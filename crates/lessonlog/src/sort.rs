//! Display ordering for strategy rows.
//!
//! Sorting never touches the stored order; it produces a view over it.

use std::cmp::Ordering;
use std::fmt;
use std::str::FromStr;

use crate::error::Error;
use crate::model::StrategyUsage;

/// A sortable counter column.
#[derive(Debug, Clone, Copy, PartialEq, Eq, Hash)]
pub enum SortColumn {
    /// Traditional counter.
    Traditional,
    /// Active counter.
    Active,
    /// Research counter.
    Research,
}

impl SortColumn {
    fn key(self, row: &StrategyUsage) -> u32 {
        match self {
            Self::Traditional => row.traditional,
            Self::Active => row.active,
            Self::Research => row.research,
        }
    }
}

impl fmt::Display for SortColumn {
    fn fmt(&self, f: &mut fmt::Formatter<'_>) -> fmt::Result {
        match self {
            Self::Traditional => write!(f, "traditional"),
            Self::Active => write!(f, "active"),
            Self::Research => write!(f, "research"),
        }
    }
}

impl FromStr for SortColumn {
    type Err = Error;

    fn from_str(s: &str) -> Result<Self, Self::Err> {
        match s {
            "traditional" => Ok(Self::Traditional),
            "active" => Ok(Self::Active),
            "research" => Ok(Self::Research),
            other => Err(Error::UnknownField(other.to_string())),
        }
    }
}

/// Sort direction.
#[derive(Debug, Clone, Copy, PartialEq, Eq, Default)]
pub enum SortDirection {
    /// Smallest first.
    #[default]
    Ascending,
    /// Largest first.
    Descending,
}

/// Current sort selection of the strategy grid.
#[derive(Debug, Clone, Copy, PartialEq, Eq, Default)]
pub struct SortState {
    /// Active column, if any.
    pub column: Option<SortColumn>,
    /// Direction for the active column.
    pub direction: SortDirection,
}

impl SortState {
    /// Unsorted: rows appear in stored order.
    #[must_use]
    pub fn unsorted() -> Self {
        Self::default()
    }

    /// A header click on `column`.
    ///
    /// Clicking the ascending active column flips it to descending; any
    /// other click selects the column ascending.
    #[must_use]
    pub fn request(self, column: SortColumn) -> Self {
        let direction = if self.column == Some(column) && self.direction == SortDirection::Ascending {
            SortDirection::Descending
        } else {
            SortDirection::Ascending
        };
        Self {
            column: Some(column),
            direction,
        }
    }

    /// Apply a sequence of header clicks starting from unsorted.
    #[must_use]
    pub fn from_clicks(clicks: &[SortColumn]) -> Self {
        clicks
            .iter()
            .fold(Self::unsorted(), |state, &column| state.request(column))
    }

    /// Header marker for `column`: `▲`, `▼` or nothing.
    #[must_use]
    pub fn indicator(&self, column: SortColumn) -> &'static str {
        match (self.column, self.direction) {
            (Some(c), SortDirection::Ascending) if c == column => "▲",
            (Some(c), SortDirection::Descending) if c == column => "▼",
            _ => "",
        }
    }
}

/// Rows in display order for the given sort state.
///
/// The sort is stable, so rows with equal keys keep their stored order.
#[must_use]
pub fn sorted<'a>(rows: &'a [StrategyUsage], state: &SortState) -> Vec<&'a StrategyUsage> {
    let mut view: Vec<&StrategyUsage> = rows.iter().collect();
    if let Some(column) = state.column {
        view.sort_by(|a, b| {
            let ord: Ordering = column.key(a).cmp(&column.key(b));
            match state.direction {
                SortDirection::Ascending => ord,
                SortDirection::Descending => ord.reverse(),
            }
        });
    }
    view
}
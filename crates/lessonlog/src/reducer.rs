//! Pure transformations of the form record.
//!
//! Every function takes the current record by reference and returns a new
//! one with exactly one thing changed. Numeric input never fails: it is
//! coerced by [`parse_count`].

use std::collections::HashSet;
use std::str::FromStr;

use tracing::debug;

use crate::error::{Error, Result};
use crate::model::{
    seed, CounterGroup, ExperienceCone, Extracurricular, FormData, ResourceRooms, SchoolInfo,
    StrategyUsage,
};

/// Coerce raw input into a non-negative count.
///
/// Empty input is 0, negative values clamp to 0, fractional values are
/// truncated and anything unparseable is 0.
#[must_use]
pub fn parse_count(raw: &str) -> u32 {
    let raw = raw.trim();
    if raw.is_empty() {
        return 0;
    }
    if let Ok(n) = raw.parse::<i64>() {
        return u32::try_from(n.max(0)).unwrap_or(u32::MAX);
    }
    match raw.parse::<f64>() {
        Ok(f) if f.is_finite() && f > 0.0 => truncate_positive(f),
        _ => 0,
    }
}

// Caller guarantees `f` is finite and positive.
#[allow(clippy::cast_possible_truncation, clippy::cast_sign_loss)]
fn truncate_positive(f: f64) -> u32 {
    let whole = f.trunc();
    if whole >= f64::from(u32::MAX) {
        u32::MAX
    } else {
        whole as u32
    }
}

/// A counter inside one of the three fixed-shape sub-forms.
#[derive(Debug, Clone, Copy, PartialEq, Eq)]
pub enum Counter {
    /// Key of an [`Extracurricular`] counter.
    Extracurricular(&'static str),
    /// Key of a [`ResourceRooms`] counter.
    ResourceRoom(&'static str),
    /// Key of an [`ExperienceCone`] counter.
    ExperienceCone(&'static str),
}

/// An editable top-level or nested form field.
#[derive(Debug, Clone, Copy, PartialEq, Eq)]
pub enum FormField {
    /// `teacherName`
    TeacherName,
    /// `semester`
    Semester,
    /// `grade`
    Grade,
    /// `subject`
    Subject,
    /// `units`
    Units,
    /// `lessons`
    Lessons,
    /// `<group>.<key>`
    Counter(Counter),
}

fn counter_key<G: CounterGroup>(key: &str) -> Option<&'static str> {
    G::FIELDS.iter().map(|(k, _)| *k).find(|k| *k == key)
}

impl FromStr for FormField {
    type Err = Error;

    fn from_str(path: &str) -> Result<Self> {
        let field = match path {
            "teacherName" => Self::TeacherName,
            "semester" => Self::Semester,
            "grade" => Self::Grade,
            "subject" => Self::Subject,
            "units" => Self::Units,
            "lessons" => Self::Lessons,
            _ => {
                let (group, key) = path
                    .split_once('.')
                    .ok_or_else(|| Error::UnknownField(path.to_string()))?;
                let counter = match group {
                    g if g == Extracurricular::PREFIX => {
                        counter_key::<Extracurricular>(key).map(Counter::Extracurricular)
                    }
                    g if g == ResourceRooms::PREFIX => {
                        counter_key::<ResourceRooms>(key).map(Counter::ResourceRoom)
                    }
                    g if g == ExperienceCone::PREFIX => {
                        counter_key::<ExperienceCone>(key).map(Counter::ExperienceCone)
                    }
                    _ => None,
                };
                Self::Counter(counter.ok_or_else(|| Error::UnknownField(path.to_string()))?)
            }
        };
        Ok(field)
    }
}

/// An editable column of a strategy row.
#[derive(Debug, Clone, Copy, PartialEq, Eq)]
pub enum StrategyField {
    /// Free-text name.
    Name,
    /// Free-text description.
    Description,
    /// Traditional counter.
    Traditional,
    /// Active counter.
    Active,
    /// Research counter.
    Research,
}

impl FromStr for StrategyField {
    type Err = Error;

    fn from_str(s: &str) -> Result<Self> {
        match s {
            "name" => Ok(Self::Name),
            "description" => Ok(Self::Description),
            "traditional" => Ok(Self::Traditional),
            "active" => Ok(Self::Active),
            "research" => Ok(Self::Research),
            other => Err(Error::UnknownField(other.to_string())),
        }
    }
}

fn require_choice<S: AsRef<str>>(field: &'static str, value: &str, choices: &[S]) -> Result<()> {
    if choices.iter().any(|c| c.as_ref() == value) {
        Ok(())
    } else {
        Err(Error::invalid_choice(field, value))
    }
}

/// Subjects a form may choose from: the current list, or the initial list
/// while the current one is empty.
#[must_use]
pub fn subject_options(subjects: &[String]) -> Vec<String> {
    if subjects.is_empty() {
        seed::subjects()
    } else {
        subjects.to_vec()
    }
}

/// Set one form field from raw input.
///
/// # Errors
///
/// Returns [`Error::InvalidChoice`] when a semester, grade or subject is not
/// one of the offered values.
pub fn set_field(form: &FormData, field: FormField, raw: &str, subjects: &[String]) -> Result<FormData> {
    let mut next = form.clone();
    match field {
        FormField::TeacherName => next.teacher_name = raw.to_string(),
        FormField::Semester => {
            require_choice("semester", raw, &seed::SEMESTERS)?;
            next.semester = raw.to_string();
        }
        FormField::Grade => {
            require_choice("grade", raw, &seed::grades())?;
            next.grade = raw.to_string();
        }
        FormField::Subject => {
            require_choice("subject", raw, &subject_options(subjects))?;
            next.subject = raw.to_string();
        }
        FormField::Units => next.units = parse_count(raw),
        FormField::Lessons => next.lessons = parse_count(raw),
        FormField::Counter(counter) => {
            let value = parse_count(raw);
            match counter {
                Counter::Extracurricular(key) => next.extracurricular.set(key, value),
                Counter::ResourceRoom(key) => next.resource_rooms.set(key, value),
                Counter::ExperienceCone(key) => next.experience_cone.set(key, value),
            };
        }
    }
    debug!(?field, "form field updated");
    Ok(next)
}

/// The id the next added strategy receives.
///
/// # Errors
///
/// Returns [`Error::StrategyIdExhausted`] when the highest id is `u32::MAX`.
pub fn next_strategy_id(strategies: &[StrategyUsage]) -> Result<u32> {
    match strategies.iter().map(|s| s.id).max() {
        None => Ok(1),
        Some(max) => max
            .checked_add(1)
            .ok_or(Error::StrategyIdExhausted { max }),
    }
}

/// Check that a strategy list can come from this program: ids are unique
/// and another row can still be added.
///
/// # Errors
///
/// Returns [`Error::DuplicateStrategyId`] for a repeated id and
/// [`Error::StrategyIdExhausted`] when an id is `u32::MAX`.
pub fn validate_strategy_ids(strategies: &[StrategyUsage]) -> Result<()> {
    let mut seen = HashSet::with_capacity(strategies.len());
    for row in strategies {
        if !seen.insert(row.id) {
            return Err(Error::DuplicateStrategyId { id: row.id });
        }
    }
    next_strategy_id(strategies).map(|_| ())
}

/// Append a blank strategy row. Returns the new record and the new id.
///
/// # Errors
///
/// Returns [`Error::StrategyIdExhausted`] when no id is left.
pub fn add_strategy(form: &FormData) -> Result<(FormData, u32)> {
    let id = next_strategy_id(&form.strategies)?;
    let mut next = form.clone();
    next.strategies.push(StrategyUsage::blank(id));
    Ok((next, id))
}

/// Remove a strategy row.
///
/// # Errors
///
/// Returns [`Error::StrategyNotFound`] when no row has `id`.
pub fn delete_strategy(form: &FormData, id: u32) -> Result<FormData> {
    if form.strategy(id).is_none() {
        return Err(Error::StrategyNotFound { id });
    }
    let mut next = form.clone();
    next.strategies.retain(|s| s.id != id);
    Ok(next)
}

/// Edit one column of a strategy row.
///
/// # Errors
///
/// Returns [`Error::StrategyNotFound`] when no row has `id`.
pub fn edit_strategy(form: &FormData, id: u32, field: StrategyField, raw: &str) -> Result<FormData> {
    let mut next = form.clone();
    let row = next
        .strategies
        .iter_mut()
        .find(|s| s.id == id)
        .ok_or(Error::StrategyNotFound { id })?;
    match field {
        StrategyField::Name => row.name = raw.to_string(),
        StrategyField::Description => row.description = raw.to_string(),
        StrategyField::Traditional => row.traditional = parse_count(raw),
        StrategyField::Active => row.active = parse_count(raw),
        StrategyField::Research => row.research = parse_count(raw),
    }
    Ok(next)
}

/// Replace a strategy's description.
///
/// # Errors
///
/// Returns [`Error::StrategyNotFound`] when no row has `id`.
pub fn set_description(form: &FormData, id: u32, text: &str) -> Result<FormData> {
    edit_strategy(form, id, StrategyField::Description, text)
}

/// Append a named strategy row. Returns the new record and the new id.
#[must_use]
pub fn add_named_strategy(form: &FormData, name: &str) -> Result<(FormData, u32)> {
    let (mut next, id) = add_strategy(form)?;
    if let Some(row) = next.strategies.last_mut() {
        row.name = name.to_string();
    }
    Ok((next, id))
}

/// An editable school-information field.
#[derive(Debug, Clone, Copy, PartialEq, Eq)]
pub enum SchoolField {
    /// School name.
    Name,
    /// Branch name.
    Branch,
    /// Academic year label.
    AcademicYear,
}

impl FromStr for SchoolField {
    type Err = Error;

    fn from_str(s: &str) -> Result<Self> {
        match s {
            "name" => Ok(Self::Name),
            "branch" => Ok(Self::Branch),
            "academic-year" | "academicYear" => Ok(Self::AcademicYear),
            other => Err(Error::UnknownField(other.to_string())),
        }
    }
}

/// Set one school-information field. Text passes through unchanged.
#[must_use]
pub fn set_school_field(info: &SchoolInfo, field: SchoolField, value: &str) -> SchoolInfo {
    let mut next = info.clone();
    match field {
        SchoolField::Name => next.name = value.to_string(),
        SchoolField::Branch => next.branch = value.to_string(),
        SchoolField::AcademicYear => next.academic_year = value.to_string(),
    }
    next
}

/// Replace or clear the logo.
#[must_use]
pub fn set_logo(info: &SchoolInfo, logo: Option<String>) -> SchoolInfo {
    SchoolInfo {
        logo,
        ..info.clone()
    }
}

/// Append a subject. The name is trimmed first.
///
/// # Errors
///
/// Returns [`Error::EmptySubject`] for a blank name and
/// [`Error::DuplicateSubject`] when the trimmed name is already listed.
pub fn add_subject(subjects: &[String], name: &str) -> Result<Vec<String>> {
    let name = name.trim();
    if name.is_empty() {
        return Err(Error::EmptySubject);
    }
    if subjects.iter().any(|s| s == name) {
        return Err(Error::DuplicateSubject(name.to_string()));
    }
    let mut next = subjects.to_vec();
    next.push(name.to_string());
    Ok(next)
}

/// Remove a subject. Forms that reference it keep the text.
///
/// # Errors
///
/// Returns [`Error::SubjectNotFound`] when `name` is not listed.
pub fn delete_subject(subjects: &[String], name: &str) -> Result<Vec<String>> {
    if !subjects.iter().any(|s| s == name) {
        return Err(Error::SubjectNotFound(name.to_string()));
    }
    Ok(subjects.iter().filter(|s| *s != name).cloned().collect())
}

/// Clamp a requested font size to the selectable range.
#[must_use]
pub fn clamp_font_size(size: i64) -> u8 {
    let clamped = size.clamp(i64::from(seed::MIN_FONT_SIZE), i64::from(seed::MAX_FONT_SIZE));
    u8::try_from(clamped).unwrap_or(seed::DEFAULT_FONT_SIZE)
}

◆ Prompt ◆
Take the word "FormField" and find each line of the material that contains it. Copy those lines.

◆ Answer space ◆
pub enum FormField {
impl FromStr for FormField {
pub fn set_field(form: &FormData, field: FormField, raw: &str, subjects: &[String]) -> Result<FormData> {
        FormField::TeacherName => next.teacher_name = raw.to_string(),
        FormField::Semester => {
        FormField::Grade => {
        FormField::Subject => {
        FormField::Units => next.units = parse_count(raw),
        FormField::Lessons => next.lessons = parse_count(raw),
        FormField::Counter(counter) => {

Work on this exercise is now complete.